Cable voltage drop

[tlp23]

Dear All,

I am trying to find out the voltage drop in a Copper cable of size less than 16sq.mm. Basically it is a 3 phase circuit & i have got the unit voltage drop mV/A/m value from BS 7671.
As all of you know the formula for voltage drop calculation is

Vd=(mV/A/m)*Length*Current/1000.

now my question is, since mine is a 3 phase circuit, should i multiply the above formula by Sqrt(3) or just use the above formula for both 1-phase circuits & 3-phase circuits.

please clarify.

 

[7anoter4]

For phase-to-phase voltage drop calculation it is correct only Vd=(mV/A/m)*Length*Current/1000
But for phase-to-neutral you have to divide by Sqrt(3)
See:
"Electrical Installation Calculations by B.D. Jenkins BSc, CEng, FIEE and other"

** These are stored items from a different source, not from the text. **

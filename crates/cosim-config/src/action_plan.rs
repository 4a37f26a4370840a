//! Action plans and their compilation into argument vectors
//!
//! An action plan lists actions by id. Each executable action points to its own xml description
//! (relative to `CO_SIM_ACTIONS_PATH`) that is laid out like this:
//!
//! ```xml
//! <co_simulation_action>
//!   <parameters datatype="DICTIONARY">
//!     <CO_SIM_SCIENTIFIC_PARAMETERS datatype="STRING">CO_SIM_PARAMETERS_PATH/nest.xml</CO_SIM_SCIENTIFIC_PARAMETERS>
//!   </parameters>
//!   <action datatype="DICTIONARY">
//!     <launcher datatype="DICTIONARY">
//!       <launcher_command datatype="STRING">CO_SIM_LAUNCHER</launcher_command>
//!       <launcher_arguments datatype="DICTIONARY">
//!         <argv_01 datatype="STRING">-n</argv_01>
//!         <argv_02 datatype="INT">4</argv_02>
//!       </launcher_arguments>
//!     </launcher>
//!     <performer datatype="DICTIONARY">...</performer>
//!     <routine datatype="DICTIONARY">...</routine>
//!   </action>
//! </co_simulation_action>
//! ```
//!
//! The argument vector is `launcher_command launcher_arguments... performer_binary
//! performer_arguments... routine_code routine_arguments...` with every token resolved through
//! [ReferenceResolver]. Tokens equal to the `CO_SIM_EMPTY` value are dropped afterwards.
use crate::resolver::ReferenceResolver;
use crate::value::{ConfigValue, Dictionary};
use crate::variables::{VariableError, VariableRegistry, CO_SIM_ACTIONS_PATH};
use crate::xml_parser::{ParseError, StructuredXmlParser};
use std::path::{Path, PathBuf};

pub const ACTION_TYPE: &str = "action_type";
pub const ACTION_XML: &str = "action_xml";
pub const CO_SIM_SCIENTIFIC_PARAMETERS: &str = "CO_SIM_SCIENTIFIC_PARAMETERS";

#[derive(Debug, Clone, PartialEq, Eq)]
pub enum ActionType {
    /// An executable action (`CO_SIM_ACTION`)
    Action,
    /// Anything else the plan contains, e.g. `CO_SIM_EVENT`
    Other(String),
}

impl From<&str> for ActionType {
    fn from(value: &str) -> Self {
        match value.to_uppercase().as_str() {
            "CO_SIM_ACTION" | "ACTION" => ActionType::Action,
            _ => ActionType::Other(value.to_string()),
        }
    }
}

#[derive(Debug, Clone, PartialEq, Eq)]
pub struct ActionSpec {
    pub id: String,
    pub action_type: ActionType,
    /// File name of the action description, only required for [ActionType::Action]
    pub xml_reference: Option<String>,
}

/// Actions in plan order
#[derive(Debug, Clone, Default)]
pub struct ActionPlan {
    pub source: PathBuf,
    pub actions: Vec<ActionSpec>,
}

impl ActionPlan {
    /// Decode the `action_plan` section of a plan document
    pub fn from_dictionary(source: &Path, entries: &Dictionary) -> Result<Self, CompileError> {
        let mut actions = Vec::with_capacity(entries.len());

        for (id, entry) in entries {
            let error = |kind| CompileError {
                action_id: id.clone(),
                file: source.to_path_buf(),
                kind,
            };

            let action_type = entry
                .get(ACTION_TYPE)
                .and_then(ConfigValue::as_str)
                .ok_or_else(|| {
                    error(CompileErrorKind::MissingTag {
                        section: Section::ActionPlan,
                        tag: ACTION_TYPE,
                    })
                })?;
            let action_type = ActionType::from(action_type);

            let xml_reference = entry
                .get(ACTION_XML)
                .and_then(ConfigValue::as_str)
                .map(str::to_string);
            if action_type == ActionType::Action && xml_reference.is_none() {
                return Err(error(CompileErrorKind::MissingTag {
                    section: Section::ActionPlan,
                    tag: ACTION_XML,
                }));
            }

            actions.push(ActionSpec {
                id: id.clone(),
                action_type,
                xml_reference,
            });
        }

        Ok(Self {
            source: source.to_path_buf(),
            actions,
        })
    }
}

/// Sections of an action description
#[derive(Debug, Clone, Copy, PartialEq, Eq)]
pub enum Section {
    ActionPlan,
    Parameters,
    Action,
    Launcher,
    Performer,
    Routine,
}

impl Section {
    pub fn tag(&self) -> &'static str {
        match self {
            Section::ActionPlan => "action_plan",
            Section::Parameters => "parameters",
            Section::Action => "action",
            Section::Launcher => "launcher",
            Section::Performer => "performer",
            Section::Routine => "routine",
        }
    }

    /// Tags of the binary and of the argument collection of an argument vector stage
    fn stage_tags(&self) -> Option<(&'static str, &'static str)> {
        match self {
            Section::Launcher => Some(("launcher_command", "launcher_arguments")),
            Section::Performer => Some(("performer_binary", "performer_arguments")),
            Section::Routine => Some(("routine_code", "routine_arguments")),
            _ => None,
        }
    }
}

impl std::fmt::Display for Section {
    fn fmt(&self, f: &mut std::fmt::Formatter<'_>) -> std::fmt::Result {
        f.write_str(self.tag())
    }
}

#[derive(Debug, Clone, PartialEq, serde::Serialize)]
pub struct CompiledAction {
    pub arguments: Vec<String>,
    /// Resolved path of the scientific parameters, if the action declares one
    pub scientific_parameters: Option<String>,
}

/// Compiled actions keyed by action id, in plan order
#[derive(Debug, Clone, Default, PartialEq, serde::Serialize)]
#[serde(transparent)]
pub struct CompiledPlan {
    pub actions: indexmap::IndexMap<String, CompiledAction>,
}

impl CompiledPlan {
    pub fn argument_vectors(&self) -> indexmap::IndexMap<&str, &[String]> {
        self.actions
            .iter()
            .map(|(id, action)| (id.as_str(), action.arguments.as_slice()))
            .collect()
    }

    pub fn scientific_parameters(&self) -> indexmap::IndexMap<&str, Option<&str>> {
        self.actions
            .iter()
            .map(|(id, action)| (id.as_str(), action.scientific_parameters.as_deref()))
            .collect()
    }
}

#[derive(derive_new::new)]
pub struct ActionPlanCompiler<'r> {
    registry: &'r VariableRegistry,
    parser: StructuredXmlParser,
}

http://www.andazyar.org/doc/0632064854.pdf

 

[waross]

I disagree, but it may be a matter of semantics.
>A single phase load on a three phase circuit, use the tables.
>Three equal loads on the three phases, use 1.73
>A single phase line to neutral load use the line to neutral voltage and the tables. (Use 1.73 to derive the line to neutral voltage from the line to line voltage.)

Bill
--------------------
"Why not the best?"
Jimmy Carter

 

[7anoter4]

What you said waross it is very logical.
But depends on which table we shall use in this BS.
The Table 4D4B [Column 4] it seems to be for three phase distribution cable. If we shall follow the Example 2.4 from page 38 [of the above link] we shall see how it was calculated using the Table 4D4B.
The Table 4D2B [Column 3] is for single phase cable[2 conductors], indeed.
That remember me in U.K. you have to drive on the left side...

 

[waross]

Self correction:
Actually, the voltage drop depends on the cable and the current. We only need the voltage to calculate the percentage voltage drop.
I agree with 7anoter4 when using three phase tables for single phase. Apologies.

Bill
--------------------
"Why not the best?"
Jimmy Carter

 

[dpc]

The power factor of the load must also be considered in ac circuit voltage drop.

 

[7anoter4]

I agree with you dpc. This is a very simplified method for an approximate calculation. It does not take into consideration the actual pf, conductor temperature, resistance proximity factor and reactance [load factor?]and other.
If we'll take the simplified equation DV=sqrt(3)*I*(R*cos(Fi)+X*sin(Fi)) one needs to know a lot of data.
But this is the role of a standard: to state an illogical [oversized] limit [very unpleasant some time!] in order to overcome the unknown.